'''

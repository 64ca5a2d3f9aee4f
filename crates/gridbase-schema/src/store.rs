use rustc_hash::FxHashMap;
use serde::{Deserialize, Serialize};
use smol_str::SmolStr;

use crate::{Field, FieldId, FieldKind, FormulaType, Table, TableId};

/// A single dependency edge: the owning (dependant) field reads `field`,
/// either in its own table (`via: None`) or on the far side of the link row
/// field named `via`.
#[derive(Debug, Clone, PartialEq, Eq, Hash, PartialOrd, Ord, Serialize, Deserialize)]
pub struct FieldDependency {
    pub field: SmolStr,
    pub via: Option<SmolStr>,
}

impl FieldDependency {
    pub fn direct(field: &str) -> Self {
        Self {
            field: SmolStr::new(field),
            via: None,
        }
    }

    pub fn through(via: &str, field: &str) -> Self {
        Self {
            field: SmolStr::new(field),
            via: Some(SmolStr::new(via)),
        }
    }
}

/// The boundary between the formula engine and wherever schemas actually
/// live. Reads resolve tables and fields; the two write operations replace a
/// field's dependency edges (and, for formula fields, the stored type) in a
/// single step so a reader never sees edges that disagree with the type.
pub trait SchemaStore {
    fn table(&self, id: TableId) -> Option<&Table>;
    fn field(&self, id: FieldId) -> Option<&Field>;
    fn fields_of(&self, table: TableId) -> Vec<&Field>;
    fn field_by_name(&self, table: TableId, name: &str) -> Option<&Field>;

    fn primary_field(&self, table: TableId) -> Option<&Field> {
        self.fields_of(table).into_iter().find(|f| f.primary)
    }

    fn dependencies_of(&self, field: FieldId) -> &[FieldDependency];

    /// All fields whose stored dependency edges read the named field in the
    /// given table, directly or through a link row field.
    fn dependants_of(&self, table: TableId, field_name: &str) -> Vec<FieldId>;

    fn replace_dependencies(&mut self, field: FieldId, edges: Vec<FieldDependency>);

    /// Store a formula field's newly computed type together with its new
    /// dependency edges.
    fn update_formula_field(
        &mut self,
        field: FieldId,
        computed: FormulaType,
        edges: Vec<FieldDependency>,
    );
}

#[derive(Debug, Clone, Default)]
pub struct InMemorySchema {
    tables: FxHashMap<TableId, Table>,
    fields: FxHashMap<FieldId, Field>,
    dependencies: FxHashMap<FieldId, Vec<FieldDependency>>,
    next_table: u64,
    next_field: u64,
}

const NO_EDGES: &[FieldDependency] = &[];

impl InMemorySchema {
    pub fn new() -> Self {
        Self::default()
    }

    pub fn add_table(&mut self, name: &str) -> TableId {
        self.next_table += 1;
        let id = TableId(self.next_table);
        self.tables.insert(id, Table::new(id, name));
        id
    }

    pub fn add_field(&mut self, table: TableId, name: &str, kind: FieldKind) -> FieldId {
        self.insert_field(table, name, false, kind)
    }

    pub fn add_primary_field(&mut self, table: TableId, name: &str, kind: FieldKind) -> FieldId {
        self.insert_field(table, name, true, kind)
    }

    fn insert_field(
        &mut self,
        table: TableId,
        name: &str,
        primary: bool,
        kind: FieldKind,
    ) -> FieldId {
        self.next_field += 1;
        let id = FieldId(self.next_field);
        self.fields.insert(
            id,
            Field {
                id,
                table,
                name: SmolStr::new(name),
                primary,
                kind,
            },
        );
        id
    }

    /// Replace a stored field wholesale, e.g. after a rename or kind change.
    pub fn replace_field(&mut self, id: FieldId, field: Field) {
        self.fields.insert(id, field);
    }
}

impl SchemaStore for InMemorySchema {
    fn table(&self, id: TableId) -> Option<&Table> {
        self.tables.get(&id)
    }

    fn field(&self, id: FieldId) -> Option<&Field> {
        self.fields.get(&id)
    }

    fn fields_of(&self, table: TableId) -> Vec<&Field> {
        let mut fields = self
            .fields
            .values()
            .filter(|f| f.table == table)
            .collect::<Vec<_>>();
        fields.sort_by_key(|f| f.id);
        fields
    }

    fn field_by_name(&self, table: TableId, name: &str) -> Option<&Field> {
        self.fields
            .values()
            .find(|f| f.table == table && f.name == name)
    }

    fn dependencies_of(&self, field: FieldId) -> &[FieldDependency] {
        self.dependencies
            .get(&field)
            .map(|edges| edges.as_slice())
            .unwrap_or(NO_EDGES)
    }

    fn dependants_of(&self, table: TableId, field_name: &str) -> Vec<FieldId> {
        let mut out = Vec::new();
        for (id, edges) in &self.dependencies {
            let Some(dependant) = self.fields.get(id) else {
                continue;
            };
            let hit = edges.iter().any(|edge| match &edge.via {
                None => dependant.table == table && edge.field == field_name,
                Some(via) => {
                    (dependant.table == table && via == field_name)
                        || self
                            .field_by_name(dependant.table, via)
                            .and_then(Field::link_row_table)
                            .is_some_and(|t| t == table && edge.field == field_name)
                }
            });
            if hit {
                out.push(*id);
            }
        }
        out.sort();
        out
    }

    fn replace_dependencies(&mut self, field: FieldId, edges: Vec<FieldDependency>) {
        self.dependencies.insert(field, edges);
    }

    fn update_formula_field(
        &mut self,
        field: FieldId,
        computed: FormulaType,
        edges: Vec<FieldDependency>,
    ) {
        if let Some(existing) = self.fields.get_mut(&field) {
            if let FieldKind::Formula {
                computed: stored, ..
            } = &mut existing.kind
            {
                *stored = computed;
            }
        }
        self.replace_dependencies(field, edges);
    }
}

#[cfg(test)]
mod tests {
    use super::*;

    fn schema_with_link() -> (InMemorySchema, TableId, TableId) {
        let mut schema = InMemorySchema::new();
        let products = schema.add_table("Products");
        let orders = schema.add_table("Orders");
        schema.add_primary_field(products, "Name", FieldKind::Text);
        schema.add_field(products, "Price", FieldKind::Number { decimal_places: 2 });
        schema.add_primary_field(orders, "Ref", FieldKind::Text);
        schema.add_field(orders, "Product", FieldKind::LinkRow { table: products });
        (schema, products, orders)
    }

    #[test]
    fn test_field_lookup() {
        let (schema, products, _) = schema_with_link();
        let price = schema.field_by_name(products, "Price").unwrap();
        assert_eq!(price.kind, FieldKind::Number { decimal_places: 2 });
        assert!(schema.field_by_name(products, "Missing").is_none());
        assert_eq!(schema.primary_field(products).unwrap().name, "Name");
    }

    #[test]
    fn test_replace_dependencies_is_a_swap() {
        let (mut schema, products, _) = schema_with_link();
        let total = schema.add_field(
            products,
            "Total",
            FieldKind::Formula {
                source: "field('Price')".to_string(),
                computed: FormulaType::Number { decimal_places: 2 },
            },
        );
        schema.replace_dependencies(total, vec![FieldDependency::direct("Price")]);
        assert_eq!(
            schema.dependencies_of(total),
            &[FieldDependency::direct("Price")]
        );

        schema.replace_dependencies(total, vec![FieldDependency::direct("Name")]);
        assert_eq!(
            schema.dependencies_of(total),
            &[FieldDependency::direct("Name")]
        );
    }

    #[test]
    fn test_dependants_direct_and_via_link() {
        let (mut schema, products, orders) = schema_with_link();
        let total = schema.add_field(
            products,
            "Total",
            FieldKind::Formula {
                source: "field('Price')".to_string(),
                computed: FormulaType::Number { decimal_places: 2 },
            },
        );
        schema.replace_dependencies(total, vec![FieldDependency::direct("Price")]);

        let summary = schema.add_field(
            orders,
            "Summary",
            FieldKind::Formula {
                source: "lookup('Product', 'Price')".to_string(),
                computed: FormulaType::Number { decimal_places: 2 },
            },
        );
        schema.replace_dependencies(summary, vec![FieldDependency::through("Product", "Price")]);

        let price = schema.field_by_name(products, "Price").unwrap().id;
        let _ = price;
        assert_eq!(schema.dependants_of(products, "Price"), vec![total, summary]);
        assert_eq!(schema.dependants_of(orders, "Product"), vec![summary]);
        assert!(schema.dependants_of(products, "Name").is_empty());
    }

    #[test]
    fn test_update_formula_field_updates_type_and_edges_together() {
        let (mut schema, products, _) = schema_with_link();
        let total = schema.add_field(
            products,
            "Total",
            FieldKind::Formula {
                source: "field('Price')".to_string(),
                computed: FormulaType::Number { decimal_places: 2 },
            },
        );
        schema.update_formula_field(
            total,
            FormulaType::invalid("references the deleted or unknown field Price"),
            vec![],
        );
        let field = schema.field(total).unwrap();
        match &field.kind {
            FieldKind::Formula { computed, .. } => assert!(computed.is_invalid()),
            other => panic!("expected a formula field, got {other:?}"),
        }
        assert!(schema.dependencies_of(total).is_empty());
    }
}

'''
'''

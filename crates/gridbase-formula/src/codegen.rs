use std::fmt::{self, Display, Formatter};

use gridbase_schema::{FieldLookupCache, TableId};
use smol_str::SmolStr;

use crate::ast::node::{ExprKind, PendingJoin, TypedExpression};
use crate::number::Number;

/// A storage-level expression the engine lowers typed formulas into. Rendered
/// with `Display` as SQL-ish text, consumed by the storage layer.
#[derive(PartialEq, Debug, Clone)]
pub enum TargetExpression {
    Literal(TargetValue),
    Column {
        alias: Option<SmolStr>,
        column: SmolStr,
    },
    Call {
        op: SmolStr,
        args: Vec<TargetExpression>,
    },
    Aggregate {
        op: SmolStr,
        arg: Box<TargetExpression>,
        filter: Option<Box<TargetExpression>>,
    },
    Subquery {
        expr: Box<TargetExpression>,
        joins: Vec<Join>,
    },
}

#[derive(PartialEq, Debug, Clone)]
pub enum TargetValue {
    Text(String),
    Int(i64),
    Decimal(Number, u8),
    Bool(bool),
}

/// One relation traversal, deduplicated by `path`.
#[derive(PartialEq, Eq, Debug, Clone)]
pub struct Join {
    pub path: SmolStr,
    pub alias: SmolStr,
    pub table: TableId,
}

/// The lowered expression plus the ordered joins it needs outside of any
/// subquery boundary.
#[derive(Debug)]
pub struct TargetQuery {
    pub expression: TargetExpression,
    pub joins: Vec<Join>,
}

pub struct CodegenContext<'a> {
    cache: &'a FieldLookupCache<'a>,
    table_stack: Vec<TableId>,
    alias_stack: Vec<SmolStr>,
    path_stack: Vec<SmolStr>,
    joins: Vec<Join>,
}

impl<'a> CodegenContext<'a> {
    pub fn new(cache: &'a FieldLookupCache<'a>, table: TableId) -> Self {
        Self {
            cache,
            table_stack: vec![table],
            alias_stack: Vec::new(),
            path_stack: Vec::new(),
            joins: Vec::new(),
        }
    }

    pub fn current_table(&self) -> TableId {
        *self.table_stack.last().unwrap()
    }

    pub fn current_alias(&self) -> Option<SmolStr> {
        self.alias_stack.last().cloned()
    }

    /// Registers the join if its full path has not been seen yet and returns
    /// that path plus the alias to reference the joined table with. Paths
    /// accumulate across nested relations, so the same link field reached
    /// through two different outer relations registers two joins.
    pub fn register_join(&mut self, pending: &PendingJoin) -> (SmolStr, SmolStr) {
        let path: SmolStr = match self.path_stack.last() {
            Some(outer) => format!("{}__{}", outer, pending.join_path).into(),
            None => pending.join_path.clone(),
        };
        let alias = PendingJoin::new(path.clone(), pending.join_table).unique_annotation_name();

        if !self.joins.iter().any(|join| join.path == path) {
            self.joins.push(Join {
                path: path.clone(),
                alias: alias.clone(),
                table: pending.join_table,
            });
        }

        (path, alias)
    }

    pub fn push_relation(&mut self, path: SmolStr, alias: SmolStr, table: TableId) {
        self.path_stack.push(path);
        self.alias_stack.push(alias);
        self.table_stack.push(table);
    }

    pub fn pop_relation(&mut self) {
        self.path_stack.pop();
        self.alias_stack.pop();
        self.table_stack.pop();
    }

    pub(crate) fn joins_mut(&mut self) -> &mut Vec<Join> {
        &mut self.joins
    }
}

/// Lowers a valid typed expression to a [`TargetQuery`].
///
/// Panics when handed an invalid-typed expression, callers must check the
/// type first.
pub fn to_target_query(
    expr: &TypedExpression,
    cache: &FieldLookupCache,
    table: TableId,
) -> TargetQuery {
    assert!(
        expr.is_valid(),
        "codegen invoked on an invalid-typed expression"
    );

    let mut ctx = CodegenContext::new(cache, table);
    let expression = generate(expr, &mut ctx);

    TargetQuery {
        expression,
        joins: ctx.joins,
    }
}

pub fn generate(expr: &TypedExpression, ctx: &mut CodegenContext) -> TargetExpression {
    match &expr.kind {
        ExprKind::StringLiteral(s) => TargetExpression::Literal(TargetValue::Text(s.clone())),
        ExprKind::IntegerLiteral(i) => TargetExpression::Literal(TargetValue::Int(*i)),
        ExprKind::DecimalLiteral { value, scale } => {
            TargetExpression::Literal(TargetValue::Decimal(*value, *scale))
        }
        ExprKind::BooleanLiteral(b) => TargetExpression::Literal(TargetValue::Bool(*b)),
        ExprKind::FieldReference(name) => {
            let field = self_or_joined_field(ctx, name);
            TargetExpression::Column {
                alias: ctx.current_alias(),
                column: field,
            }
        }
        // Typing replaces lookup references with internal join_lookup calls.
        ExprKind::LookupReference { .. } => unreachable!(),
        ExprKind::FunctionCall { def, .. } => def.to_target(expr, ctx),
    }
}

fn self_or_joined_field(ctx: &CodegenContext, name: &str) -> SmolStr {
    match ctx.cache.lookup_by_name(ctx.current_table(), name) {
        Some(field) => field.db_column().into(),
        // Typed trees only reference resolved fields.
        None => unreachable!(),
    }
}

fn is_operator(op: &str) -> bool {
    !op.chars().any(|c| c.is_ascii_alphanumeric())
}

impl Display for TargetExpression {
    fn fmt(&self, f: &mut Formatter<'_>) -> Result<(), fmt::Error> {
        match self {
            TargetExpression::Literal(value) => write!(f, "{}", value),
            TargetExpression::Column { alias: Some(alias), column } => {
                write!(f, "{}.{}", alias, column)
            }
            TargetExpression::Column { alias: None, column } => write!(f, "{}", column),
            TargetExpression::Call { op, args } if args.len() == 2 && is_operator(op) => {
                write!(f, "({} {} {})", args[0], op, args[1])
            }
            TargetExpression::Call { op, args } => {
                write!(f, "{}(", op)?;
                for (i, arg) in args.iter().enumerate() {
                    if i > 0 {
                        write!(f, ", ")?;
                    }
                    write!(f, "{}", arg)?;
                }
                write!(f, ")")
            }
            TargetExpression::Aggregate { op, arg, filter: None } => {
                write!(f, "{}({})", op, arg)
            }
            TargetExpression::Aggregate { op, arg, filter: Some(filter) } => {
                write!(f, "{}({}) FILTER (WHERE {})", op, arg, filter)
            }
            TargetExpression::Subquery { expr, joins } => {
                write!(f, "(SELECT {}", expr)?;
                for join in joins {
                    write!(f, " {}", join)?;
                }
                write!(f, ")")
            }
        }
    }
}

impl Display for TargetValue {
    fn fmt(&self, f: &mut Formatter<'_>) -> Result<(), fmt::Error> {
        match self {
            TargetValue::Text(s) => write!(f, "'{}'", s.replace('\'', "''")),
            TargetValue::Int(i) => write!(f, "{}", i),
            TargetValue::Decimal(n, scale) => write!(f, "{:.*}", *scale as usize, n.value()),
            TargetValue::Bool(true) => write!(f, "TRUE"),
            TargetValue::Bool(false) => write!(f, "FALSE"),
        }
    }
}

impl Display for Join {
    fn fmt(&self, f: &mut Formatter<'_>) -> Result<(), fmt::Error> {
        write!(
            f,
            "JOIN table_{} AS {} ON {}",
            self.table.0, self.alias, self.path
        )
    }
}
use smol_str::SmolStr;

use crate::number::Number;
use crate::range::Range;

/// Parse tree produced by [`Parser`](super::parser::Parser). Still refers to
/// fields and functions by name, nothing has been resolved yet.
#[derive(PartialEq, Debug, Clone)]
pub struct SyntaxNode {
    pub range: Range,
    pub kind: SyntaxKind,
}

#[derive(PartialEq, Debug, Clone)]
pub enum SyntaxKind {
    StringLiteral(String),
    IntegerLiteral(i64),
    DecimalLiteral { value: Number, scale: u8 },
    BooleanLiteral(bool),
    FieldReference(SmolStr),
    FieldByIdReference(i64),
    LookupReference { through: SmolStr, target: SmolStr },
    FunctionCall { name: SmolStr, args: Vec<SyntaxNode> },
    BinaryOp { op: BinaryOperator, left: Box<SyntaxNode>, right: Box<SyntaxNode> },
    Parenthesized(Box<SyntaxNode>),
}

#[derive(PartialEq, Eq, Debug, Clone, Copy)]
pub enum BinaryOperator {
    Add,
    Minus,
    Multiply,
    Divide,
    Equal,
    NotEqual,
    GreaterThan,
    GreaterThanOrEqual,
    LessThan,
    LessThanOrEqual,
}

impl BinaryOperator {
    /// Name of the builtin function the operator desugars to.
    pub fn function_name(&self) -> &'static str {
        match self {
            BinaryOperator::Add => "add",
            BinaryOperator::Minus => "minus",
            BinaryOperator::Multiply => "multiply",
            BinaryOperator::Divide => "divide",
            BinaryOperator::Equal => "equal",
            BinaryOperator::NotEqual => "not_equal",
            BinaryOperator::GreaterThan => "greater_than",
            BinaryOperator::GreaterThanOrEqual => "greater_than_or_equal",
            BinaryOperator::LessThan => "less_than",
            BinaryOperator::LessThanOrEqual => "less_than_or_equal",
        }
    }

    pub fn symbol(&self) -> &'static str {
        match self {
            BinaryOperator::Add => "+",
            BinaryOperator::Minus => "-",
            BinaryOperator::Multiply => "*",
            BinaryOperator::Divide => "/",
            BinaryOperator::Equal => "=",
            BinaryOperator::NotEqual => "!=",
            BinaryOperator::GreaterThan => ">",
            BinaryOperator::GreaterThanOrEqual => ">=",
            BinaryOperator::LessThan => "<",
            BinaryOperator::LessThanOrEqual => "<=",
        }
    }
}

'''

* [Problem statement] Please copy out each line of the material that holds the string "IntegerLiteral".

* [Exercise output]
        ExprKind::IntegerLiteral(i) => TargetExpression::Literal(TargetValue::Int(*i)),
    IntegerLiteral(i64),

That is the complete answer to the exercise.